Data records
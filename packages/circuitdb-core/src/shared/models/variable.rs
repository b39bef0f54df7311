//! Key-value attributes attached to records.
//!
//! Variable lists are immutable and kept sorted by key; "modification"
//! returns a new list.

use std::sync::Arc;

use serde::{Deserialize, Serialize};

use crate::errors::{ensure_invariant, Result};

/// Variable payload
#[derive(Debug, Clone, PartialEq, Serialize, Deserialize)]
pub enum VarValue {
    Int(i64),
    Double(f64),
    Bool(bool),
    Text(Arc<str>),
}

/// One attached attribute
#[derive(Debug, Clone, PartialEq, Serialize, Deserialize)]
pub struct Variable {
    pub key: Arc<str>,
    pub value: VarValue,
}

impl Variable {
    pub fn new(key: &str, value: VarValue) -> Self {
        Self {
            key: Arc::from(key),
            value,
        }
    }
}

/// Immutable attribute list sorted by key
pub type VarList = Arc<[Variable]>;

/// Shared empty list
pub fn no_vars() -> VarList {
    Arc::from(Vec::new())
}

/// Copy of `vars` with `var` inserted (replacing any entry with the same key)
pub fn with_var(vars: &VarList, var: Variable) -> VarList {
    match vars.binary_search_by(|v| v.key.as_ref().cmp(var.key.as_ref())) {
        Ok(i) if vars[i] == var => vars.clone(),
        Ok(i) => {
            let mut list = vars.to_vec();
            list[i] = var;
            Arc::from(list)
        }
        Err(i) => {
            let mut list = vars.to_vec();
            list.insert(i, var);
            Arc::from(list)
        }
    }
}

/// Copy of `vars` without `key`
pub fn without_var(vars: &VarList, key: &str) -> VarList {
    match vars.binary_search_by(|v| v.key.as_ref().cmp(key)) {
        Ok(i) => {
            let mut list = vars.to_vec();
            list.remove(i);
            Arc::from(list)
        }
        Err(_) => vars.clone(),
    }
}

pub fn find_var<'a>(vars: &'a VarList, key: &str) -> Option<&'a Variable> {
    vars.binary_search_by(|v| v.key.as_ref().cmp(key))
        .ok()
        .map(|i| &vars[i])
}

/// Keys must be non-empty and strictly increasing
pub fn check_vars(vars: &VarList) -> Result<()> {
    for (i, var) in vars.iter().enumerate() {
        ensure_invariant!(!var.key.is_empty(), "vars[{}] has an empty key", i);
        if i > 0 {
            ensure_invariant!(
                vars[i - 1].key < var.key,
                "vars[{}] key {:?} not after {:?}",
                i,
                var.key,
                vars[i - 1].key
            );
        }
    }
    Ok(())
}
==
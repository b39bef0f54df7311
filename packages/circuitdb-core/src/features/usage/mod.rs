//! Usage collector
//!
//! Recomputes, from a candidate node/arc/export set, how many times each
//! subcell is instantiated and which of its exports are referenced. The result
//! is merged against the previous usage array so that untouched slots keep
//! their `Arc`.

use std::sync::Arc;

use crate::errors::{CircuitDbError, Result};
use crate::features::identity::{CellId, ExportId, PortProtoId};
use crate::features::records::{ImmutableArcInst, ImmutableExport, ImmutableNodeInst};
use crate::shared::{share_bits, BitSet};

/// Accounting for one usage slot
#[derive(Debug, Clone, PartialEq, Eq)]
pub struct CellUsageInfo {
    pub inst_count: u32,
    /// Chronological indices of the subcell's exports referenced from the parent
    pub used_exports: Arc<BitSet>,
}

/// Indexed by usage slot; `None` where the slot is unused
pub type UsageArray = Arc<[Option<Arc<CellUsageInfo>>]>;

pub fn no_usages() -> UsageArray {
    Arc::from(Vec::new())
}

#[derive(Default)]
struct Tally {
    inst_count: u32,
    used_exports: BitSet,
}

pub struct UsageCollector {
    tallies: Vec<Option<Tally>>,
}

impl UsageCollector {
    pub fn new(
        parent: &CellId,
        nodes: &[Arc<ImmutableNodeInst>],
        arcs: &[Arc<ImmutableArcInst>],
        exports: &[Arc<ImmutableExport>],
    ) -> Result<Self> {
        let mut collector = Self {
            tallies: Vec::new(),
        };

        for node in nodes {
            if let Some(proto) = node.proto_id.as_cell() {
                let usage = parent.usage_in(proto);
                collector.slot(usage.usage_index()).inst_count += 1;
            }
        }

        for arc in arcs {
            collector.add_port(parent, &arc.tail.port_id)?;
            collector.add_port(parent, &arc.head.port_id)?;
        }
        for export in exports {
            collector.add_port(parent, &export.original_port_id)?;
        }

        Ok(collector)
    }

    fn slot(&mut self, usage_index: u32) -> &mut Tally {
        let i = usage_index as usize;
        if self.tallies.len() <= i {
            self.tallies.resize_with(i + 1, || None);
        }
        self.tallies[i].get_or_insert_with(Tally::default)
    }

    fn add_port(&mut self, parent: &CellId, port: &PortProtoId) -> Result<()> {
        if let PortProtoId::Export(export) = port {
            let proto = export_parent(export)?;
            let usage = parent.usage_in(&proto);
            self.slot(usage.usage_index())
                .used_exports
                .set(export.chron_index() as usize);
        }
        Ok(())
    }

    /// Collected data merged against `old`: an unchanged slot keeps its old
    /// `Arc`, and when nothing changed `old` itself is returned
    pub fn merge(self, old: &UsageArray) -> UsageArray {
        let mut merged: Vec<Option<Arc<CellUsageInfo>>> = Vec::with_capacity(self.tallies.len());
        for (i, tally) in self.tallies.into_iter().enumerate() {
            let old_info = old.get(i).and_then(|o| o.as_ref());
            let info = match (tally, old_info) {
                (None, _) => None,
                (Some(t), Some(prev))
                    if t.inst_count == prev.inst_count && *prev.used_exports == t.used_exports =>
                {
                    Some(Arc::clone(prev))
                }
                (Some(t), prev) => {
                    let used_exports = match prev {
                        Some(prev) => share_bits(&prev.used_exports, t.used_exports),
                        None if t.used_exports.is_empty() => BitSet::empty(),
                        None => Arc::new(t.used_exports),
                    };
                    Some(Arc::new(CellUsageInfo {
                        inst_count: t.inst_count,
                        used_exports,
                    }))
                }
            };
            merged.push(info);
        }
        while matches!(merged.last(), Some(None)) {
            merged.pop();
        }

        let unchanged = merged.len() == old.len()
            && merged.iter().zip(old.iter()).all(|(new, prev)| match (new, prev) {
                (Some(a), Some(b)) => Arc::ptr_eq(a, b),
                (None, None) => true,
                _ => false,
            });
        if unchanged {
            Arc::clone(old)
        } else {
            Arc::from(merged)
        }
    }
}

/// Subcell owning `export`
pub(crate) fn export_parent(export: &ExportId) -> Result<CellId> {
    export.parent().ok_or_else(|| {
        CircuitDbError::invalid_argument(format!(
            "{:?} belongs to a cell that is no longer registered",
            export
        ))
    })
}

**EXERCISE DETAILS**. Find the word "core" in the entries above and gather every line that holds it.

**ANSWER TO THIS TASK**.
filename packages/circuitdb-core/src/shared/models/variable.rs
filename packages/circuitdb-core/src/features/usage/mod.rs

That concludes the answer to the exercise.